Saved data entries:

»»

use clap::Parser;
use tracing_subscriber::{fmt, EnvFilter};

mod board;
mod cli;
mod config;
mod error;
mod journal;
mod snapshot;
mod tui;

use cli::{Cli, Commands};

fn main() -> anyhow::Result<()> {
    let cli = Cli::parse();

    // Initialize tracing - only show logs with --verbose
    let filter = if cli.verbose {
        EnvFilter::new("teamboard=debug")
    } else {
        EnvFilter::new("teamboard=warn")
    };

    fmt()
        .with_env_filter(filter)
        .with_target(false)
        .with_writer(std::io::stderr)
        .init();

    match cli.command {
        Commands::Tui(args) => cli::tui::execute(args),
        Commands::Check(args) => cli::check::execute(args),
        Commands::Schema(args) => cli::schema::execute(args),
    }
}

««

◆ About this exercise:
Say how many lines of the entries above hold the string "EnvFilter", and say nothing besides the number.

◆ Completed task:
3